Netflix’s Love, Death + Robots — the five-time Emmy-winning animated anthology series that showcases an unrestricted flow of mature, mind-massaging sci-fi, fantasy and horror shorts — has returned for a fourth season of raw imagination. This modern heir apparent to the 1981 movie Heavy Metal is an experimental kitchen constantly cooking up every conceivable flavor in the art of animation. Created and executive produced by Tim Miller and David Fincher, with Jennifer Yuh Nelson aboard as supervising director, Love, Death + Robots is a fever dream of extraordinary stories adapted by a team of unrivaled talent that delivers one gem after another.

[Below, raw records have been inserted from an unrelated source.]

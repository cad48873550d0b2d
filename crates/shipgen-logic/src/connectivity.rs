//! Reachability between rooms as doors open during play.
//!
//! We only care *whether* rooms are connected, not how, so groups are kept as
//! plain sets of room ids rather than a graph. Groups only ever merge.
//!
//! Storage is a `Vec` of sets with a "valid count" boundary: merging moves the
//! emptied set past the boundary by swapping it with the last valid one, so
//! the backing storage never shrinks or reallocates while a level is live.

use serde::{Deserialize, Serialize};
use std::collections::BTreeSet;
use thiserror::Error;

use crate::layout::RoomId;

#[derive(Debug, Clone, PartialEq, Eq, Error)]
pub enum ConnectivityError {
    #[error("room {0} is not registered with the connectivity tracker")]
    UnknownRoom(RoomId),
    #[error("room {0} is already registered with the connectivity tracker")]
    AlreadyRegistered(RoomId),
}

#[derive(Debug, Clone, Default, Serialize, Deserialize)]
pub struct ConnectivityTracker {
    groups: Vec<BTreeSet<RoomId>>,
    valid_count: usize,
    primary_rooms: BTreeSet<RoomId>,
}

impl ConnectivityTracker {
    pub fn new() -> Self {
        Self::default()
    }

    /// Register `id` as a group of its own.
    ///
    /// `is_primary` marks rooms that may be returned by [`connected_to`];
    /// corridors take part in connectivity but are never a destination.
    ///
    /// [`connected_to`]: ConnectivityTracker::connected_to
    pub fn add_room(&mut self, id: RoomId, is_primary: bool) -> Result<(), ConnectivityError> {
        if self.group_index(id).is_some() {
            log::error!("Ignoring duplicate registration of room {}", id);
            return Err(ConnectivityError::AlreadyRegistered(id));
        }
        if is_primary {
            self.primary_rooms.insert(id);
        }

        let group = BTreeSet::from([id]);
        if self.valid_count < self.groups.len() {
            // Reuse a retired slot; it was emptied when it was merged away.
            self.groups[self.valid_count] = group;
        } else {
            self.groups.push(group);
        }
        self.valid_count += 1;
        Ok(())
    }

    /// Merge the groups containing `a` and `b`. No-op if already merged.
    pub fn connect(&mut self, a: RoomId, b: RoomId) -> Result<(), ConnectivityError> {
        let mut a_index = None;
        let mut b_index = None;
        for (i, group) in self.valid_groups().iter().enumerate() {
            if a_index.is_none() && group.contains(&a) {
                a_index = Some(i);
            }
            if b_index.is_none() && group.contains(&b) {
                b_index = Some(i);
            }
            if a_index.is_some() && b_index.is_some() {
                break;
            }
        }

        let (a_index, b_index) = match (a_index, b_index) {
            (Some(ai), Some(bi)) => (ai, bi),
            (None, _) => {
                log::error!("Cannot connect rooms {} and {}: {} is unknown", a, b, a);
                return Err(ConnectivityError::UnknownRoom(a));
            }
            (_, None) => {
                log::error!("Cannot connect rooms {} and {}: {} is unknown", a, b, b);
                return Err(ConnectivityError::UnknownRoom(b));
            }
        };
        if a_index == b_index {
            return Ok(());
        }

        let low = a_index.min(b_index);
        let high = a_index.max(b_index);
        let merged = std::mem::take(&mut self.groups[high]);
        self.groups[low].extend(merged);
        self.groups.swap(high, self.valid_count - 1);
        self.valid_count -= 1;
        Ok(())
    }

    /// Primary rooms sharing a group with `id`, excluding `id`, ascending.
    pub fn connected_to(&self, id: RoomId) -> Result<Vec<RoomId>, ConnectivityError> {
        let index = self.group_index(id).ok_or_else(|| {
            log::error!("Cannot list connections of unknown room {}", id);
            ConnectivityError::UnknownRoom(id)
        })?;
        Ok(self.groups[index]
            .iter()
            .copied()
            .filter(|&other| other != id && self.primary_rooms.contains(&other))
            .collect())
    }

    /// Whether `a` and `b` are currently in the same group. Unknown ids are
    /// never connected.
    pub fn is_connected(&self, a: RoomId, b: RoomId) -> bool {
        match (self.group_index(a), self.group_index(b)) {
            (Some(ai), Some(bi)) => ai == bi,
            _ => false,
        }
    }

    /// The current partition of all registered rooms.
    pub fn groups(&self) -> &[BTreeSet<RoomId>] {
        self.valid_groups()
    }

    pub fn group_count(&self) -> usize {
        self.valid_count
    }

    pub fn room_count(&self) -> usize {
        self.valid_groups().iter().map(BTreeSet::len).sum()
    }

    pub fn is_primary(&self, id: RoomId) -> bool {
        self.primary_rooms.contains(&id)
    }

    fn valid_groups(&self) -> &[BTreeSet<RoomId>] {
        &self.groups[..self.valid_count]
    }

    fn group_index(&self, id: RoomId) -> Option<usize> {
        self.valid_groups().iter().position(|g| g.contains(&id))
    }
}

#[cfg(test)]
mod tests {
    use super::*;

    fn tracker_with(rooms: &[(RoomId, bool)]) -> ConnectivityTracker {
        let mut tracker = ConnectivityTracker::new();
        for &(id, primary) in rooms {
            tracker.add_room(id, primary).unwrap();
        }
        tracker
    }

    #[test]
    fn new_rooms_are_isolated() {
        let tracker = tracker_with(&[(1, true), (2, true), (3, false)]);
        assert_eq!(tracker.group_count(), 3);
        assert!(tracker.connected_to(1).unwrap().is_empty());
        assert!(!tracker.is_connected(1, 2));
    }

    #[test]
    fn connect_merges_groups() {
        let mut tracker = tracker_with(&[(1, true), (2, true), (3, true)]);
        tracker.connect(1, 2).unwrap();
        assert_eq!(tracker.group_count(), 2);
        assert_eq!(tracker.connected_to(1).unwrap(), vec![2]);
        assert_eq!(tracker.connected_to(2).unwrap(), vec![1]);
        assert!(tracker.connected_to(3).unwrap().is_empty());
    }

    #[test]
    fn connect_is_idempotent() {
        let mut tracker = tracker_with(&[(1, true), (2, true)]);
        tracker.connect(1, 2).unwrap();
        tracker.connect(2, 1).unwrap();
        tracker.connect(1, 2).unwrap();
        assert_eq!(tracker.group_count(), 1);
        assert_eq!(tracker.room_count(), 2);
    }

    #[test]
    fn corridors_carry_but_are_not_returned() {
        let mut tracker = tracker_with(&[(1, true), (10, false), (2, true)]);
        tracker.connect(1, 10).unwrap();
        assert!(tracker.connected_to(1).unwrap().is_empty());
        tracker.connect(10, 2).unwrap();
        assert_eq!(tracker.connected_to(1).unwrap(), vec![2]);
        assert_eq!(tracker.connected_to(10).unwrap(), vec![1, 2]);
    }

    #[test]
    fn merging_last_group_into_first_keeps_partition() {
        let mut tracker = tracker_with(&[(1, true), (2, true), (3, true), (4, true)]);
        tracker.connect(4, 1).unwrap();
        tracker.connect(3, 2).unwrap();
        assert_eq!(tracker.group_count(), 2);
        assert_eq!(tracker.room_count(), 4);
        assert!(tracker.is_connected(1, 4));
        assert!(tracker.is_connected(2, 3));
        assert!(!tracker.is_connected(1, 2));
    }

    #[test]
    fn unknown_room_is_reported_and_skipped() {
        let mut tracker = tracker_with(&[(1, true), (2, true)]);
        assert_eq!(
            tracker.connect(1, 99),
            Err(ConnectivityError::UnknownRoom(99))
        );
        assert_eq!(
            tracker.connect(98, 1),
            Err(ConnectivityError::UnknownRoom(98))
        );
        assert_eq!(
            tracker.connected_to(97),
            Err(ConnectivityError::UnknownRoom(97))
        );
        assert_eq!(tracker.group_count(), 2);
        assert_eq!(tracker.room_count(), 2);
    }

    #[test]
    fn duplicate_registration_is_rejected() {
        let mut tracker = tracker_with(&[(1, false)]);
        assert_eq!(
            tracker.add_room(1, true),
            Err(ConnectivityError::AlreadyRegistered(1))
        );
        assert!(!tracker.is_primary(1));
        assert_eq!(tracker.room_count(), 1);
    }

    #[test]
    fn rooms_added_after_merges_reuse_storage() {
        let mut tracker = tracker_with(&[(1, true), (2, true), (3, true)]);
        tracker.connect(1, 2).unwrap();
        tracker.connect(2, 3).unwrap();
        tracker.add_room(4, true).unwrap();
        assert_eq!(tracker.group_count(), 2);
        assert_eq!(tracker.room_count(), 4);
        assert!(tracker.connected_to(4).unwrap().is_empty());
        tracker.connect(4, 3).unwrap();
        assert_eq!(tracker.connected_to(4).unwrap(), vec![1, 2, 3]);
    }
}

Chatting with Miller, Nelson and famed animator Robert Valley, one is immediately reminded of how, since 2019, this show has evolved into a signature brand of delightfully demented, hardcore animated outings:

 

Animation Magazine: Love, Death + Robots is widely embraced by legions of fans and animation enthusiasts. How have you kept steady hands on the creative wheel to keep Love, Death + Robots on course through these four seasons and what was your core vision?

Miller: I wanted to do a Heavy Metal show because it influenced me heavily as a kid, because I wanted to be an animator, but I didn’t want to animate Yogi Bear on Hanna-Barbera cartoons. Heavy Metal gave me hope that you could find a place in animation that could tell adult stories with adult themes. It was Heavy Metal and Fritz the Cat and midnight screenings at the mall with my friends, and it was amazing. So I’m trying to reinvent that. Fincher and I pitched with Kevin Eastman, who owned Heavy Metal magazine, a hundred versions of this show with Guillermo del Toro and Jim Cameron and Zack Snyder. I was a drag on the ticket, but I was there, and we just couldn’t sell it. Eventually, Fincher said, “F— it, let’s just do it on Netflix and call it something else,” and Love, Death + Robots was born.

 

Jennifer directed the unsettling sci-fi episode Spider Rose, which has a distinctly cyberpunk-meets-space opera flair. Its gruesome ending was changed from Bruce Sterling’s 1982 short story that it was based on. How was that decision made?

Miller: I’m a bit slavish to the original, as Jen and Robert will tell you. I’m almost always fighting for what was the author’s original intent. Which doesn’t mean it’s not better the other way; it’s just harder for me to unstick it.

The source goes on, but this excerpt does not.